The problem>
Pull every line from the records that has the word "adjs" in it.

Excerpted data>
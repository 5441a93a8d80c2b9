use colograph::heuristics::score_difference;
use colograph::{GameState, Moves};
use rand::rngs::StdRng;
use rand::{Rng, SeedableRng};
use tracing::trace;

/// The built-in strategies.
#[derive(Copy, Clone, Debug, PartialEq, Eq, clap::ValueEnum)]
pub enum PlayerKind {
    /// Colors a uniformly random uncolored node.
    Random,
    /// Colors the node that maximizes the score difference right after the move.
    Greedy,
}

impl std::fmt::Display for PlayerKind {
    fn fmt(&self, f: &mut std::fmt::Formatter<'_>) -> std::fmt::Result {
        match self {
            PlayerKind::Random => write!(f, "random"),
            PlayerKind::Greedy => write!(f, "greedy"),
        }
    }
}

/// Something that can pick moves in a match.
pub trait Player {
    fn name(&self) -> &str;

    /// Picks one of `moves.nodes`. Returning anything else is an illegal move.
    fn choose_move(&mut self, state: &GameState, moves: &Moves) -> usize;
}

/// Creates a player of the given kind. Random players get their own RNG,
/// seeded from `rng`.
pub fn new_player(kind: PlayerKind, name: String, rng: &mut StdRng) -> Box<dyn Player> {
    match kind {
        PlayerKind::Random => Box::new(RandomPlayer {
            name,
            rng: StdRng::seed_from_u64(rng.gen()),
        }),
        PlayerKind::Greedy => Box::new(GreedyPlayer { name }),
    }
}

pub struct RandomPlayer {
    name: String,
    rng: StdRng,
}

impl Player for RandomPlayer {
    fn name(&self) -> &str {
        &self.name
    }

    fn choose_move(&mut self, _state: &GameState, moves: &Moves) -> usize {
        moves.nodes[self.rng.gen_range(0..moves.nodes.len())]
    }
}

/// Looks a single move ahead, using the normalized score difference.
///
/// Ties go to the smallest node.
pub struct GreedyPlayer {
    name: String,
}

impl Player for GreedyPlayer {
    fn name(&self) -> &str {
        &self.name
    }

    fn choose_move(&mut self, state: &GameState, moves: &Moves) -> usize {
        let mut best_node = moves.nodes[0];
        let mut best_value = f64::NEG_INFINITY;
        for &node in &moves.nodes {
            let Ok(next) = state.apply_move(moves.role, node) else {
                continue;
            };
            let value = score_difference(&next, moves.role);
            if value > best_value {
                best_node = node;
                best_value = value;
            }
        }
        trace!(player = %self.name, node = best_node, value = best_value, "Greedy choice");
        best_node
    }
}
--
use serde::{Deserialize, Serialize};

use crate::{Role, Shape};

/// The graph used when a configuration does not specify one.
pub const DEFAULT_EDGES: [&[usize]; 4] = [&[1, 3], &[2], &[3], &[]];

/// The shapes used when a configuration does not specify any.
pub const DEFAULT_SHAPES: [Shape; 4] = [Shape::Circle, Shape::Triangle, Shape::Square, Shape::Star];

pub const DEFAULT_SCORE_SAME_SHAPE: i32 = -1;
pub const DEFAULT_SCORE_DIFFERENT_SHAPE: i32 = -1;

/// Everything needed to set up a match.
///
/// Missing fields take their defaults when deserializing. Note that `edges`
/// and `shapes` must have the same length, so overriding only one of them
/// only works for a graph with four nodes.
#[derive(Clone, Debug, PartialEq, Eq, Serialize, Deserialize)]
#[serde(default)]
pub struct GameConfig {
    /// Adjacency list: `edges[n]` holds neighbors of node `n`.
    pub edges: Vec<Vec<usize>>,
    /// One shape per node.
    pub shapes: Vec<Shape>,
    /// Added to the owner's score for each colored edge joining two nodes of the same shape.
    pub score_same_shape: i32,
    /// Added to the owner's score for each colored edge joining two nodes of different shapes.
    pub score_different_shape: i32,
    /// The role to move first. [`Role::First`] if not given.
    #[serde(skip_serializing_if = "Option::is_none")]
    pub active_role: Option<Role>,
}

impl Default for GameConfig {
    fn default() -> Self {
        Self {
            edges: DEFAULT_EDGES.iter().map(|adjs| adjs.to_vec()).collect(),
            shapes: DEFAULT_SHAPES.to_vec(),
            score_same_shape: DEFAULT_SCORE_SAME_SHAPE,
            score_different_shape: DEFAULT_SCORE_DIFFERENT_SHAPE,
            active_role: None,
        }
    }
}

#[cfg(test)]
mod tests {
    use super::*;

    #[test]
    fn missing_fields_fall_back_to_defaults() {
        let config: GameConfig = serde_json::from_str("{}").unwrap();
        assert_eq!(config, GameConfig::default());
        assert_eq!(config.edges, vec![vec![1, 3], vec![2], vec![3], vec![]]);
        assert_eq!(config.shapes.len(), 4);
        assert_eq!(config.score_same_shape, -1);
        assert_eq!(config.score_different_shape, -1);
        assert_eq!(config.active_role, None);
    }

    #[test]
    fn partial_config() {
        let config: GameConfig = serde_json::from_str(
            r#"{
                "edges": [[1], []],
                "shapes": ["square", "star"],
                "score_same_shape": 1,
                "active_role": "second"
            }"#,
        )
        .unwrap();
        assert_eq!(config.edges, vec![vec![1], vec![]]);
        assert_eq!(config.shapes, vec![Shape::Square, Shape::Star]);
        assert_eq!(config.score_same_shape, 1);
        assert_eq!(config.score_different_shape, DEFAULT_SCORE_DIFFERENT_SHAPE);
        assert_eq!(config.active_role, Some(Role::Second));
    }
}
==
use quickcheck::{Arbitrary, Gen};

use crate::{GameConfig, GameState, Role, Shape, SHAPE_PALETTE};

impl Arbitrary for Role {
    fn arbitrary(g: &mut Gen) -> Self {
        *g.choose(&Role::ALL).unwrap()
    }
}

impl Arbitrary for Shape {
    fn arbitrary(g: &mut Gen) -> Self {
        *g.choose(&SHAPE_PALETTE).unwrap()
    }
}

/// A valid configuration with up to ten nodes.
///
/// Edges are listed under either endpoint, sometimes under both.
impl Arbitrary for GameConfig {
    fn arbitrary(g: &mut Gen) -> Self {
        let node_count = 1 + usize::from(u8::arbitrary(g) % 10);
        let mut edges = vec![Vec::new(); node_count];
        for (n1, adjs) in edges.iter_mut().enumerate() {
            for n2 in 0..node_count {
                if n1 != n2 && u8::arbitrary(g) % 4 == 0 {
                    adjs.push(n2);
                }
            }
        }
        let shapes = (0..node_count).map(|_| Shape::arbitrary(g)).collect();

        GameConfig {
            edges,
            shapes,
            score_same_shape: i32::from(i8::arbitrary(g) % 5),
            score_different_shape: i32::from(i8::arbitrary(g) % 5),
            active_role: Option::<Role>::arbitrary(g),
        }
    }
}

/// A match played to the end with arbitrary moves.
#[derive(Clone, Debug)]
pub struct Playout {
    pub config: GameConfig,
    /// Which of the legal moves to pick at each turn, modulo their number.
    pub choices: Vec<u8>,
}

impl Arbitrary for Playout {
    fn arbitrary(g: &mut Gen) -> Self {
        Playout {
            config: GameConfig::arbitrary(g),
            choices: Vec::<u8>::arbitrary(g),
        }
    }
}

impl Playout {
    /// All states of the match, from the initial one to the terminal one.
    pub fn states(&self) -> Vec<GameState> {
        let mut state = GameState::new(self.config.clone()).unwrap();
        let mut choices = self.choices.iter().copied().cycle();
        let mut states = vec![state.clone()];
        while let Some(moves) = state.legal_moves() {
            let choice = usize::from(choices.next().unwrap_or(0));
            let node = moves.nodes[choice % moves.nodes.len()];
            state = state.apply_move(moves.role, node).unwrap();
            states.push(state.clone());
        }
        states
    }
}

Answer>
            edges: DEFAULT_EDGES.iter().map(|adjs| adjs.to_vec()).collect(),
        for (n1, adjs) in edges.iter_mut().enumerate() {
                    adjs.push(n2);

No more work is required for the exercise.